**Description of the task**
The answer must be an exact reproduction of all the entries.

★ ★ ★ ★ ★

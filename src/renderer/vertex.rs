//! Vertex types for 2D rendering

use bytemuck::{Pod, Zeroable};

/// Simple 2D vertex with position and color
#[repr(C)]
#[derive(Copy, Clone, Debug, PartialEq, Pod, Zeroable)]
pub struct Vertex {
    pub position: [f32; 2],
    pub color: [f32; 4],
}

impl Vertex {
    pub const fn new(x: f32, y: f32, color: [f32; 4]) -> Self {
        Self {
            position: [x, y],
            color,
        }
    }

    pub fn desc() -> wgpu::VertexBufferLayout<'static> {
        wgpu::VertexBufferLayout {
            array_stride: std::mem::size_of::<Vertex>() as wgpu::BufferAddress,
            step_mode: wgpu::VertexStepMode::Vertex,
            attributes: &[
                wgpu::VertexAttribute {
                    offset: 0,
                    shader_location: 0,
                    format: wgpu::VertexFormat::Float32x2,
                },
                wgpu::VertexAttribute {
                    offset: std::mem::size_of::<[f32; 2]>() as wgpu::BufferAddress,
                    shader_location: 1,
                    format: wgpu::VertexFormat::Float32x4,
                },
            ],
        }
    }
}

/// Black and neon green palette
pub mod colors {
    /// #00ff41
    pub const NEON: [f32; 4] = [0.0, 1.0, 0.255, 1.0];
    /// Pieces of the dog that were drawn black
    pub const SHADOW: [f32; 4] = [0.0, 0.0, 0.0, 1.0];
    /// #0a0a0a
    pub const SKY_TOP: [f32; 4] = [0.039, 0.039, 0.039, 1.0];
    /// #1a1a1a
    pub const SKY_BOTTOM: [f32; 4] = [0.102, 0.102, 0.102, 1.0];
    /// Clear color behind the letterboxed field
    pub const BACKGROUND: [f32; 4] = [0.0, 0.0, 0.0, 1.0];

    pub const fn with_alpha(color: [f32; 4], alpha: f32) -> [f32; 4] {
        [color[0], color[1], color[2], alpha]
    }
}
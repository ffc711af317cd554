//! Platform abstraction layer
//!
//! Everything the game needs from its host, behind small capabilities:
//! - Notifications to the embedding page (`notify`, `telegram`)
//! - Sound effects (`audio`)
//! - Animation-frame scheduling and DOM glue (`web`, wasm only)
//! - Run seeds

pub mod audio;
pub mod notify;
pub mod telegram;
#[cfg(target_arch = "wasm32")]
pub mod web;

pub use audio::{SoundEffect, Tone};
pub use notify::{GameNotifier, NoopNotifier};
pub use telegram::{TelegramMessage, TelegramNotifier, Theme, WebAppSink};

/// Seed for a new run
#[cfg(target_arch = "wasm32")]
pub fn entropy_seed() -> u64 {
    // Date.now() mixed with Math.random() so two runs started in the same
    // millisecond still differ
    let now = js_sys::Date::now() as u64;
    let noise = (js_sys::Math::random() * u32::MAX as f64) as u64;
    now ^ (noise << 32)
}

#[cfg(not(target_arch = "wasm32"))]
pub fn entropy_seed() -> u64 {
    rand::random()
}

/// Wall-clock milliseconds since the Unix epoch
#[cfg(target_arch = "wasm32")]
pub fn now_ms() -> f64 {
    js_sys::Date::now()
}

#[cfg(not(target_arch = "wasm32"))]
pub fn now_ms() -> f64 {
    std::time::SystemTime::now()
        .duration_since(std::time::UNIX_EPOCH)
        .map(|d| d.as_secs_f64() * 1000.0)
        .unwrap_or(0.0)
}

★ ★ ★ ★ ★

**Written reply**
filename src/renderer/vertex.rs
//! Vertex types for 2D rendering

use bytemuck::{Pod, Zeroable};

/// Simple 2D vertex with position and color
#[repr(C)]
#[derive(Copy, Clone, Debug, PartialEq, Pod, Zeroable)]
pub struct Vertex {
    pub position: [f32; 2],
    pub color: [f32; 4],
}

impl Vertex {
    pub const fn new(x: f32, y: f32, color: [f32; 4]) -> Self {
        Self {
            position: [x, y],
            color,
        }
    }

    pub fn desc() -> wgpu::VertexBufferLayout<'static> {
        wgpu::VertexBufferLayout {
            array_stride: std::mem::size_of::<Vertex>() as wgpu::BufferAddress,
            step_mode: wgpu::VertexStepMode::Vertex,
            attributes: &[
                wgpu::VertexAttribute {
                    offset: 0,
                    shader_location: 0,
                    format: wgpu::VertexFormat::Float32x2,
                },
                wgpu::VertexAttribute {
                    offset: std::mem::size_of::<[f32; 2]>() as wgpu::BufferAddress,
                    shader_location: 1,
                    format: wgpu::VertexFormat::Float32x4,
                },
            ],
        }
    }
}

/// Black and neon green palette
pub mod colors {
    /// #00ff41
    pub const NEON: [f32; 4] = [0.0, 1.0, 0.255, 1.0];
    /// Pieces of the dog that were drawn black
    pub const SHADOW: [f32; 4] = [0.0, 0.0, 0.0, 1.0];
    /// #0a0a0a
    pub const SKY_TOP: [f32; 4] = [0.039, 0.039, 0.039, 1.0];
    /// #1a1a1a
    pub const SKY_BOTTOM: [f32; 4] = [0.102, 0.102, 0.102, 1.0];
    /// Clear color behind the letterboxed field
    pub const BACKGROUND: [f32; 4] = [0.0, 0.0, 0.0, 1.0];

    pub const fn with_alpha(color: [f32; 4], alpha: f32) -> [f32; 4] {
        [color[0], color[1], color[2], alpha]
    }
}
repository ffc711af317cd554
//! Platform abstraction layer
//!
//! Everything the game needs from its host, behind small capabilities:
//! - Notifications to the embedding page (`notify`, `telegram`)
//! - Sound effects (`audio`)
//! - Animation-frame scheduling and DOM glue (`web`, wasm only)
//! - Run seeds

pub mod audio;
pub mod notify;
pub mod telegram;
#[cfg(target_arch = "wasm32")]
pub mod web;

pub use audio::{SoundEffect, Tone};
pub use notify::{GameNotifier, NoopNotifier};
pub use telegram::{TelegramMessage, TelegramNotifier, Theme, WebAppSink};

/// Seed for a new run
#[cfg(target_arch = "wasm32")]
pub fn entropy_seed() -> u64 {
    // Date.now() mixed with Math.random() so two runs started in the same
    // millisecond still differ
    let now = js_sys::Date::now() as u64;
    let noise = (js_sys::Math::random() * u32::MAX as f64) as u64;
    now ^ (noise << 32)
}

#[cfg(not(target_arch = "wasm32"))]
pub fn entropy_seed() -> u64 {
    rand::random()
}

/// Wall-clock milliseconds since the Unix epoch
#[cfg(target_arch = "wasm32")]
pub fn now_ms() -> f64 {
    js_sys::Date::now()
}

#[cfg(not(target_arch = "wasm32"))]
pub fn now_ms() -> f64 {
    std::time::SystemTime::now()
        .duration_since(std::time::UNIX_EPOCH)
        .map(|d| d.as_secs_f64() * 1000.0)
        .unwrap_or(0.0)
}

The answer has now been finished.